**Activity:** The answer must consist of each line below that contains the string "keeps".

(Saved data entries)
--- START ---

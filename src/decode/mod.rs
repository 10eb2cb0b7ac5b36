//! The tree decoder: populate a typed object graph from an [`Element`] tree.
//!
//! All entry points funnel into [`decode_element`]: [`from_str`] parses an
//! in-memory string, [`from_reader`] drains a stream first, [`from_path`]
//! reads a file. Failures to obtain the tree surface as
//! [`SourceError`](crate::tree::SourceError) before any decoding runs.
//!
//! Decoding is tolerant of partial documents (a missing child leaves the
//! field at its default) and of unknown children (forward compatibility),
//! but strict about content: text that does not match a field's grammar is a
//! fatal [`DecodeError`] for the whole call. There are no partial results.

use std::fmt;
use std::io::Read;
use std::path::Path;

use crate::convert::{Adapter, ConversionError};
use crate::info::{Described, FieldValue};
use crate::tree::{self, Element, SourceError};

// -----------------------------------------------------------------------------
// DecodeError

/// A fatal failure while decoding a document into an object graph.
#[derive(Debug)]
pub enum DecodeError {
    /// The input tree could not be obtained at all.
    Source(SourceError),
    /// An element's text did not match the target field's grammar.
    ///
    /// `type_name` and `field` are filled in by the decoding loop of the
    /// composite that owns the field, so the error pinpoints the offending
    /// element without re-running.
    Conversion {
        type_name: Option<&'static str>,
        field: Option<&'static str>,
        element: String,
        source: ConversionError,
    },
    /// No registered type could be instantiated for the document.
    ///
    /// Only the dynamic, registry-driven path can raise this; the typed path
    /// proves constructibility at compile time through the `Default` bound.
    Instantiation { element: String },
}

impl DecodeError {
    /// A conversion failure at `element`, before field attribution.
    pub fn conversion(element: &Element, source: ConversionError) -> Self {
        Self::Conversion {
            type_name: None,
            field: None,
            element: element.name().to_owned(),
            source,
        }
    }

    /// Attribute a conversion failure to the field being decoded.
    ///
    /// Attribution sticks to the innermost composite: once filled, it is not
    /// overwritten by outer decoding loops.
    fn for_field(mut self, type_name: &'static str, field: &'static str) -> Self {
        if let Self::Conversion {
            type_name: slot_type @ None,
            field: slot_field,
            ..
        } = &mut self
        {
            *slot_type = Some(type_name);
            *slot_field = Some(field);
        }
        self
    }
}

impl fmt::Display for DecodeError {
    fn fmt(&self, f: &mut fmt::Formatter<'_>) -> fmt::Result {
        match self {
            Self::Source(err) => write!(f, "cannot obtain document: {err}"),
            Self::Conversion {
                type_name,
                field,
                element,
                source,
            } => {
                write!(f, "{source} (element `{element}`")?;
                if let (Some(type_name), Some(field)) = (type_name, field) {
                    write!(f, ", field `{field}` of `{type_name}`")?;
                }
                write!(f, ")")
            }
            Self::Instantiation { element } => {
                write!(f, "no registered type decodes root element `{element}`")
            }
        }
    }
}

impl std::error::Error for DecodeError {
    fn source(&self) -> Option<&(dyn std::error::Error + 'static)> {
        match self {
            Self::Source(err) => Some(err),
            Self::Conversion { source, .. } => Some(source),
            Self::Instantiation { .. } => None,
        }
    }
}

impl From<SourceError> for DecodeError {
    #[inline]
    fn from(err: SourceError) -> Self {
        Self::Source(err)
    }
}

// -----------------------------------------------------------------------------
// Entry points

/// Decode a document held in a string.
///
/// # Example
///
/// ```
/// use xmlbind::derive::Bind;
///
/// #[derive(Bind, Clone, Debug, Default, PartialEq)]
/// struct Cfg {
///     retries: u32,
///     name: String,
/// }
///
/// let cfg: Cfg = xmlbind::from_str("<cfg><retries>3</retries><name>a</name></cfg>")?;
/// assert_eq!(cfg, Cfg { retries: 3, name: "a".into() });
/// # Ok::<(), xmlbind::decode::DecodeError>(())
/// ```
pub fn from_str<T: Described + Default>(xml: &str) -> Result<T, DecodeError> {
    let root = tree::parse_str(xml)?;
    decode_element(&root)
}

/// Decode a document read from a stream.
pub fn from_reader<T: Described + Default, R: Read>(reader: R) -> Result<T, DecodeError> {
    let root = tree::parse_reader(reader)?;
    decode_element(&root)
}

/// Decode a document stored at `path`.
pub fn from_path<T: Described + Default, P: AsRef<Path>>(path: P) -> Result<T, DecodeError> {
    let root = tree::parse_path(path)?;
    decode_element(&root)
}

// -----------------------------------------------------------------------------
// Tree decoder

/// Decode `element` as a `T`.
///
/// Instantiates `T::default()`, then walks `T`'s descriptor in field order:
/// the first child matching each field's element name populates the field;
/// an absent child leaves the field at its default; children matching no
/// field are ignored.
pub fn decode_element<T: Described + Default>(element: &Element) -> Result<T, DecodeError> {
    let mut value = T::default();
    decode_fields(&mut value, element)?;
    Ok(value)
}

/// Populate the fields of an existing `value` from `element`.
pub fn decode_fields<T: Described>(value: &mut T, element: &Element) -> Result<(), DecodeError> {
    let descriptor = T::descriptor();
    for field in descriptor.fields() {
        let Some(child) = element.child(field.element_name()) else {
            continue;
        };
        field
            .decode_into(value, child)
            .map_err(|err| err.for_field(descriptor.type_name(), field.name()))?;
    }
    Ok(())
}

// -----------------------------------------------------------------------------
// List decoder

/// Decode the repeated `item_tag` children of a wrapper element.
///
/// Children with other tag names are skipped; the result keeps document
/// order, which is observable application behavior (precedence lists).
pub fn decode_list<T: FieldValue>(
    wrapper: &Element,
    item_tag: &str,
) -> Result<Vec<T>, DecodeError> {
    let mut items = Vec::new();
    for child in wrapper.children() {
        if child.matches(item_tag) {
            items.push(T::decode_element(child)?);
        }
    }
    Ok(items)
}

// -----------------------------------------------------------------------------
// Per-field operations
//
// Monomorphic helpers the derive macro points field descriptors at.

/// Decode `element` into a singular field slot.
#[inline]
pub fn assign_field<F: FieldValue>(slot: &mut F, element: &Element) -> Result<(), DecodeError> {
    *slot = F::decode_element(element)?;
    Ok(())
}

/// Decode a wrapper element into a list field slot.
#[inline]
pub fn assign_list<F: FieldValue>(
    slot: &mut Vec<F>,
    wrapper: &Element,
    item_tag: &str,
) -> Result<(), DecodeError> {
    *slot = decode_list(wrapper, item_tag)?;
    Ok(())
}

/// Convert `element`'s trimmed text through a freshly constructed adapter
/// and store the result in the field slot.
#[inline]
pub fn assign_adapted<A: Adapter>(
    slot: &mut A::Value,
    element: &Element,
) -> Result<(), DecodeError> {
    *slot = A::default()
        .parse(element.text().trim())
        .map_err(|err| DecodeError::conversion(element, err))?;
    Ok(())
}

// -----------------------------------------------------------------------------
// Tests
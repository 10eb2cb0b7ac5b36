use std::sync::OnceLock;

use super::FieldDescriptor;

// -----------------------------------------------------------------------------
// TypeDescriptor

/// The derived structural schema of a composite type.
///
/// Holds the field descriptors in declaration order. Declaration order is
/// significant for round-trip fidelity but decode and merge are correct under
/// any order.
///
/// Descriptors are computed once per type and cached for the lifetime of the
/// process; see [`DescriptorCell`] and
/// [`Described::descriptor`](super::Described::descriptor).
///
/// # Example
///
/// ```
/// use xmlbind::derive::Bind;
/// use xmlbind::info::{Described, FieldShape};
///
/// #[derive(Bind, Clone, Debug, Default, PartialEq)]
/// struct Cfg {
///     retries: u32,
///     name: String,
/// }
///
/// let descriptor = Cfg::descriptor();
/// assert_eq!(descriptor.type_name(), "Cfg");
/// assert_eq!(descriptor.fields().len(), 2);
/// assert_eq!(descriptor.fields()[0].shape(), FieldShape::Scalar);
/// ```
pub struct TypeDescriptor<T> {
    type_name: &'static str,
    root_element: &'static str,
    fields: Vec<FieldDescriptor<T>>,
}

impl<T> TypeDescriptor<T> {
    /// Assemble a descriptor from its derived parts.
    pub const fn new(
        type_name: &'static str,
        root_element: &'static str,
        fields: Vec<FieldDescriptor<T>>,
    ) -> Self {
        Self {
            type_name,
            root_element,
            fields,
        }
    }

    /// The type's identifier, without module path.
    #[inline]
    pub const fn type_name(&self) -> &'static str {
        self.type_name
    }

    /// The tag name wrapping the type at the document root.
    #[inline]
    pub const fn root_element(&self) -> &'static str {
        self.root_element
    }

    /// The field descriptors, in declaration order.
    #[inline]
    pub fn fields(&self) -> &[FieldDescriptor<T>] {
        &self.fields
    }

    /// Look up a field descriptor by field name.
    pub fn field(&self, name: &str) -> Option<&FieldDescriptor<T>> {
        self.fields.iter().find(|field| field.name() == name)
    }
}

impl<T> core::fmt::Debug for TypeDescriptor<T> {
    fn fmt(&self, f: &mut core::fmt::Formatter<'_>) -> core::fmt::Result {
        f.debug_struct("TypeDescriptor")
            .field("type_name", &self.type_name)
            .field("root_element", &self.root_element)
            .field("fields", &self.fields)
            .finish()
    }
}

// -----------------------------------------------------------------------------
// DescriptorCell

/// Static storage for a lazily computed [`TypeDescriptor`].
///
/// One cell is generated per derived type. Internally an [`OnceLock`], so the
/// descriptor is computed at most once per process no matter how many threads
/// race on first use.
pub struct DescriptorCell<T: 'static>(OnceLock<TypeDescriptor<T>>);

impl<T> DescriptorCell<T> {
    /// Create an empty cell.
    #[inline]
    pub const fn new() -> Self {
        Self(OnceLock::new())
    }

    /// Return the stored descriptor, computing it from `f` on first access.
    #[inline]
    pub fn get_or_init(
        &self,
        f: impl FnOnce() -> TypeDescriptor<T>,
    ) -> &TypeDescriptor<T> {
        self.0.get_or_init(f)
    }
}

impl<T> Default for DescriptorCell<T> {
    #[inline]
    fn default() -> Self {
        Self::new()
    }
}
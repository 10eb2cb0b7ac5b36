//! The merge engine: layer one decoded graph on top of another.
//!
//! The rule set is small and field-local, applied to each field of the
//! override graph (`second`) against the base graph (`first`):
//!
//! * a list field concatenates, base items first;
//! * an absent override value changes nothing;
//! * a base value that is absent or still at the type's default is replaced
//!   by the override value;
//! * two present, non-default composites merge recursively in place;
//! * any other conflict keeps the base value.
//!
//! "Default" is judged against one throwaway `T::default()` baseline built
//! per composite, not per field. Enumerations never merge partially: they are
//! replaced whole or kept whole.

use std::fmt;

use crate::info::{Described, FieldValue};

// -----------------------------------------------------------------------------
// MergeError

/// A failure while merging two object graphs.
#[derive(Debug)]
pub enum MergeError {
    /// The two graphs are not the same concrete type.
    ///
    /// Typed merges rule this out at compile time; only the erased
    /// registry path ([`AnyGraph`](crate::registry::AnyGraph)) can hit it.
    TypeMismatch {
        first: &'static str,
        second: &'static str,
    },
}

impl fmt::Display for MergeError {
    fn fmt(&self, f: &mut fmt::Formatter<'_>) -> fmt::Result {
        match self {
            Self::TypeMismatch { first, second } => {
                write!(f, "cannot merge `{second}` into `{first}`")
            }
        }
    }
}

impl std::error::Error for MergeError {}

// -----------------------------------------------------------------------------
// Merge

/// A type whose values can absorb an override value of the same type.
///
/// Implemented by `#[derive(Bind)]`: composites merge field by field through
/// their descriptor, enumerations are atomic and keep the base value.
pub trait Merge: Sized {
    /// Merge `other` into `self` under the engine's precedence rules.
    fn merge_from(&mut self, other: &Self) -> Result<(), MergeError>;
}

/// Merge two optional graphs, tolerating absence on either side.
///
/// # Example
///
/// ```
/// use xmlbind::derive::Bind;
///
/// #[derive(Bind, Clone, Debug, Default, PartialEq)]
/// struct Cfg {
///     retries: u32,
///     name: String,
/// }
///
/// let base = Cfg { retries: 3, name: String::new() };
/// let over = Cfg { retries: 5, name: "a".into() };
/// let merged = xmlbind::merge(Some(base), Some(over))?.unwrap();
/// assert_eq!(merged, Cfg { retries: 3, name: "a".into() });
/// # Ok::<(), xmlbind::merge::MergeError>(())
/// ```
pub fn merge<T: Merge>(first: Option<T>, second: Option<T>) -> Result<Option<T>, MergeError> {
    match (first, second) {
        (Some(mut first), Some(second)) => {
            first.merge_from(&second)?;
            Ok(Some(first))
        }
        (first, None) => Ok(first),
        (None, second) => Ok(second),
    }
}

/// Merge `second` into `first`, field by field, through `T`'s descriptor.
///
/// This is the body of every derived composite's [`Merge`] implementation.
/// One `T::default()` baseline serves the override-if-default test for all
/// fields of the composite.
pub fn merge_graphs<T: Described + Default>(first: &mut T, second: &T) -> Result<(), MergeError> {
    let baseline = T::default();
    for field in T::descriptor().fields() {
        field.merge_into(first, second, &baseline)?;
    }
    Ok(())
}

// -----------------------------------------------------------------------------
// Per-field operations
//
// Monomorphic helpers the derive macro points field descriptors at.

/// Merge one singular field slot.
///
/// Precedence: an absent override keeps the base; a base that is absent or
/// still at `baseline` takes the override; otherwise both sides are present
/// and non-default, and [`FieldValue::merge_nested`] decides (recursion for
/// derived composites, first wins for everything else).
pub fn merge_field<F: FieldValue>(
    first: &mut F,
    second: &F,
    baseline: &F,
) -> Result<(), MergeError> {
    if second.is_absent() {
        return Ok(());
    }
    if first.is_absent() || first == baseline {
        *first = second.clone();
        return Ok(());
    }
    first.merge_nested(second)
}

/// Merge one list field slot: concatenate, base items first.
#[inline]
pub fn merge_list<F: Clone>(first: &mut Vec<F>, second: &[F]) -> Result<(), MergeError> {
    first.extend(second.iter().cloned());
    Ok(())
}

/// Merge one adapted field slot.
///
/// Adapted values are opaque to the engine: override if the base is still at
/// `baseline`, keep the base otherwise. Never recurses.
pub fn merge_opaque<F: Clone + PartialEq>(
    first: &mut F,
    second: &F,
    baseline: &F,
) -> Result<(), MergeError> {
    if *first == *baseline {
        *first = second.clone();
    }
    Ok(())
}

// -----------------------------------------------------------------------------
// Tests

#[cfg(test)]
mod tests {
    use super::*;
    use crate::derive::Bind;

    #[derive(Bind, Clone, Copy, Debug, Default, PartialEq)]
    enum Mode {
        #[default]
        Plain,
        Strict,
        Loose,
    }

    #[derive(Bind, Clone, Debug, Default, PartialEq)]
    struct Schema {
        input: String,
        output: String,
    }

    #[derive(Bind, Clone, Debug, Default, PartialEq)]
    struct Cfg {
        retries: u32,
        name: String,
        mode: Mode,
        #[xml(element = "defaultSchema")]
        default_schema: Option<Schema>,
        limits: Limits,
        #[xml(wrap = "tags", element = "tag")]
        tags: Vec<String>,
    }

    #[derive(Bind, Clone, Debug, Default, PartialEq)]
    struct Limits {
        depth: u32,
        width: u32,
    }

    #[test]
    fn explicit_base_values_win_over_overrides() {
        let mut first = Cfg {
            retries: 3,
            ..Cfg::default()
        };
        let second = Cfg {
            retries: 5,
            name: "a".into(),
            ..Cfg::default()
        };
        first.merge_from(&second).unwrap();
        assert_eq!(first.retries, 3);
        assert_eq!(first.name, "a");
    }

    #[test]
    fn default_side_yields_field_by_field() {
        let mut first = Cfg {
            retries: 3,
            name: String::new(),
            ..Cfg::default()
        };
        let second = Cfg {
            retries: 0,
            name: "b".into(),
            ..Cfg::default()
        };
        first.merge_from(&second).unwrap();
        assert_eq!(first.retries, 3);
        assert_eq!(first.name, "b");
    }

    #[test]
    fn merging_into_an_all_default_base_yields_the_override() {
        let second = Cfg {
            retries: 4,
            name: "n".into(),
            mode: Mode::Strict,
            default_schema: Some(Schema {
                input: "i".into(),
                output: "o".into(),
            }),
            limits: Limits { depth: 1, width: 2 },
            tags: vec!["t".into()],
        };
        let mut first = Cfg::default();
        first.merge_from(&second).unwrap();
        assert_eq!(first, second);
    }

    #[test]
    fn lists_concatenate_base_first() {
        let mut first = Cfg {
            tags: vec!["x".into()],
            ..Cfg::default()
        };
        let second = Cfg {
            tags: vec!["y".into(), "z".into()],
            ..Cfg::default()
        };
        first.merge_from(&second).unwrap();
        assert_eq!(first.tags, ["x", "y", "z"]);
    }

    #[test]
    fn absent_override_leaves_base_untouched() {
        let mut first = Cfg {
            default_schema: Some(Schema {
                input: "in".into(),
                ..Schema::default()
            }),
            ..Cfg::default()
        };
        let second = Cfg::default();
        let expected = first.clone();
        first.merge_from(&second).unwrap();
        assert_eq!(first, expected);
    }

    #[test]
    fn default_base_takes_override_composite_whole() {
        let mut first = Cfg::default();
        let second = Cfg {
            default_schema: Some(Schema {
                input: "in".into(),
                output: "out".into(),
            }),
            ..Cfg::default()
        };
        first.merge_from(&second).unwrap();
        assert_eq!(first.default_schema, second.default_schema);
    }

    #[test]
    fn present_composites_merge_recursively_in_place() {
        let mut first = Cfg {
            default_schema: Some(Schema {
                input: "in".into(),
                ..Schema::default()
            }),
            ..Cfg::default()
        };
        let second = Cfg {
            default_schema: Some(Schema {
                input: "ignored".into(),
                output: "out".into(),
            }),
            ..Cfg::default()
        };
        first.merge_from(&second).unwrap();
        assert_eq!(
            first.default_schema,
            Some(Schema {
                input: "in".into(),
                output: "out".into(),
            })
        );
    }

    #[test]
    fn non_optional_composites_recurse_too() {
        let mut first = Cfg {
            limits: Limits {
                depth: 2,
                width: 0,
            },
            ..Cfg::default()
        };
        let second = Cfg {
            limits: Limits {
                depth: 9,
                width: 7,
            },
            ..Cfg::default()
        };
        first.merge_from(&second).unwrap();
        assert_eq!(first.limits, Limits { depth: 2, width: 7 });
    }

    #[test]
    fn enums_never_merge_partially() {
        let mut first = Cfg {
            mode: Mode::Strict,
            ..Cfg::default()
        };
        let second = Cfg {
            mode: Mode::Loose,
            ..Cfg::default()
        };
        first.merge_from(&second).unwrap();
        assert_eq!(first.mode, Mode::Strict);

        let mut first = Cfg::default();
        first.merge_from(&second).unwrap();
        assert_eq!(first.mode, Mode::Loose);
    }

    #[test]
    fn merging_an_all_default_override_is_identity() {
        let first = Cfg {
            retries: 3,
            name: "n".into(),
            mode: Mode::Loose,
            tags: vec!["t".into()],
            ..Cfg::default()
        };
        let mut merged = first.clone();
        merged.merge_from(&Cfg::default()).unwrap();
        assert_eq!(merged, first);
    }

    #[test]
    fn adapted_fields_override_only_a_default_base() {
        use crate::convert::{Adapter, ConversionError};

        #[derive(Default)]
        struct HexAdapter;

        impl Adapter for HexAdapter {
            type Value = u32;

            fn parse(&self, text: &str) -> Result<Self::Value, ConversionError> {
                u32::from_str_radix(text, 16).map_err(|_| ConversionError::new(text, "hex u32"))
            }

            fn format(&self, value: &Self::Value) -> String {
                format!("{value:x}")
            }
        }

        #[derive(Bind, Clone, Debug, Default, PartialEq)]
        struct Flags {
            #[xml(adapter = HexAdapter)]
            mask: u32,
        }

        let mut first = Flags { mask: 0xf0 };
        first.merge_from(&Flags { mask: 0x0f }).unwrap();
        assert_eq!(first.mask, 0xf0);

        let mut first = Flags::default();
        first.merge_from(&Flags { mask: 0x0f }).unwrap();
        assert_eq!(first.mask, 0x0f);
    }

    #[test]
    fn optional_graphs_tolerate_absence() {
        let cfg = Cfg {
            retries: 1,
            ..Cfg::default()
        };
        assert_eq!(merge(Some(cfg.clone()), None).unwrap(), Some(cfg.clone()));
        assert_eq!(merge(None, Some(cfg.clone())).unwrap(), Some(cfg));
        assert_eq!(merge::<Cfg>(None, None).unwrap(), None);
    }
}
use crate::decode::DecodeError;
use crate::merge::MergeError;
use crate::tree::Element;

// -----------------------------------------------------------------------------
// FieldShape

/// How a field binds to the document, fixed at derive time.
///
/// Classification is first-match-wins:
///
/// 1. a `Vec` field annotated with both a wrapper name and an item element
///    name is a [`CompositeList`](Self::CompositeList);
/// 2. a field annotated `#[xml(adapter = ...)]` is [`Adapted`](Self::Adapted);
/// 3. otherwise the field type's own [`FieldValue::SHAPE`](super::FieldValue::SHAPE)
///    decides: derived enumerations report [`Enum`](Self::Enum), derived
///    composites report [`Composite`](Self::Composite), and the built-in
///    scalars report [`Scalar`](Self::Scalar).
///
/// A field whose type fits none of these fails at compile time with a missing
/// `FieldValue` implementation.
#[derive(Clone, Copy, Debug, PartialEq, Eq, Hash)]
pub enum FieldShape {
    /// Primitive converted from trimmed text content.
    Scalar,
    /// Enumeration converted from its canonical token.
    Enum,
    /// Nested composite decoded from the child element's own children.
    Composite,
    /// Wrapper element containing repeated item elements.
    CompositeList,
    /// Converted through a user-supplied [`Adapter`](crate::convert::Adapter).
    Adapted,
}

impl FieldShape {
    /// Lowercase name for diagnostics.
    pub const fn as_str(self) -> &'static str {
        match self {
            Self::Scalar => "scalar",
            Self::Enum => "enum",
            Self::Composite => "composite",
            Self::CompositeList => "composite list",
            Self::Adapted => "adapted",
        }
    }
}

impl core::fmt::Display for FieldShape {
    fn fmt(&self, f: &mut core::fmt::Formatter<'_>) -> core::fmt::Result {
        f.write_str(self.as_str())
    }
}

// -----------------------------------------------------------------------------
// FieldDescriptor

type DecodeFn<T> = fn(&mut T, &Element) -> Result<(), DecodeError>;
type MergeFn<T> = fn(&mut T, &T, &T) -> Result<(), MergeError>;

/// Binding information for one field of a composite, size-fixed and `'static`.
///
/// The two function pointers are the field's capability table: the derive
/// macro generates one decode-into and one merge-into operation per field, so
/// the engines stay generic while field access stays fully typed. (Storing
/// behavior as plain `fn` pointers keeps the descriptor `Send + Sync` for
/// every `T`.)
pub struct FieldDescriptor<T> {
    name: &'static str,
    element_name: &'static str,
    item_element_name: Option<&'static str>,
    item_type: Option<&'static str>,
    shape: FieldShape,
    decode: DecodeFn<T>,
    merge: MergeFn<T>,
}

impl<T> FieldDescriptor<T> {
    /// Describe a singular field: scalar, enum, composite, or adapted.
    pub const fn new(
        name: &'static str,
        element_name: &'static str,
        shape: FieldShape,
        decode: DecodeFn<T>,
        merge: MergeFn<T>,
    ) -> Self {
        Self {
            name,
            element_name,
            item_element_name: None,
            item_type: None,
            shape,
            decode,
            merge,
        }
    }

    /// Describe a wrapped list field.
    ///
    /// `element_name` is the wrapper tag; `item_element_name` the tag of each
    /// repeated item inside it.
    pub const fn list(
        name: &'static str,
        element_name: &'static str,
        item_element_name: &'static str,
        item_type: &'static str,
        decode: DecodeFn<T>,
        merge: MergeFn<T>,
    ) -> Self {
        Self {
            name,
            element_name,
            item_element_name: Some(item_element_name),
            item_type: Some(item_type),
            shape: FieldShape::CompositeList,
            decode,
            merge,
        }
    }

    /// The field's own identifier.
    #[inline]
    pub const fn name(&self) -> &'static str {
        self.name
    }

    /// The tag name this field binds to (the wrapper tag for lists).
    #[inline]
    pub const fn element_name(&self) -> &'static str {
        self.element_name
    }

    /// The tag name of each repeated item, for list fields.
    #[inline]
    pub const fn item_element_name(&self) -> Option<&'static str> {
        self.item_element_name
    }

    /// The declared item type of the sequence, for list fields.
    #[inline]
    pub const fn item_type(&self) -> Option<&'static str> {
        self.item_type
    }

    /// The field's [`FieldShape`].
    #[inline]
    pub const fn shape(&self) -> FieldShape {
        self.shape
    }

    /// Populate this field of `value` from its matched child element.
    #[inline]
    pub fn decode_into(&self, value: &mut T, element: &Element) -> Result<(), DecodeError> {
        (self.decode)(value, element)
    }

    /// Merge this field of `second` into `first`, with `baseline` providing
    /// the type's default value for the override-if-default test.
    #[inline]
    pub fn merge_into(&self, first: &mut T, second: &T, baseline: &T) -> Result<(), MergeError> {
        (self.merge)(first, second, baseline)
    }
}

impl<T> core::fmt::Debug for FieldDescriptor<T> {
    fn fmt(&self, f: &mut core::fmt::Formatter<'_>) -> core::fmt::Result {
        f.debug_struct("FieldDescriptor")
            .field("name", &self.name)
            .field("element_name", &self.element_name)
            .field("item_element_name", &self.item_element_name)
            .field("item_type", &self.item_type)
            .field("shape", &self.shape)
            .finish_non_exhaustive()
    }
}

--- END ---

**Answer to the problem:**
/// Children with other tag names are skipped; the result keeps document
//! * any other conflict keeps the base value.
/// Precedence: an absent override keeps the base; a base that is absent or
/// behavior as plain `fn` pointers keeps the descriptor `Send + Sync` for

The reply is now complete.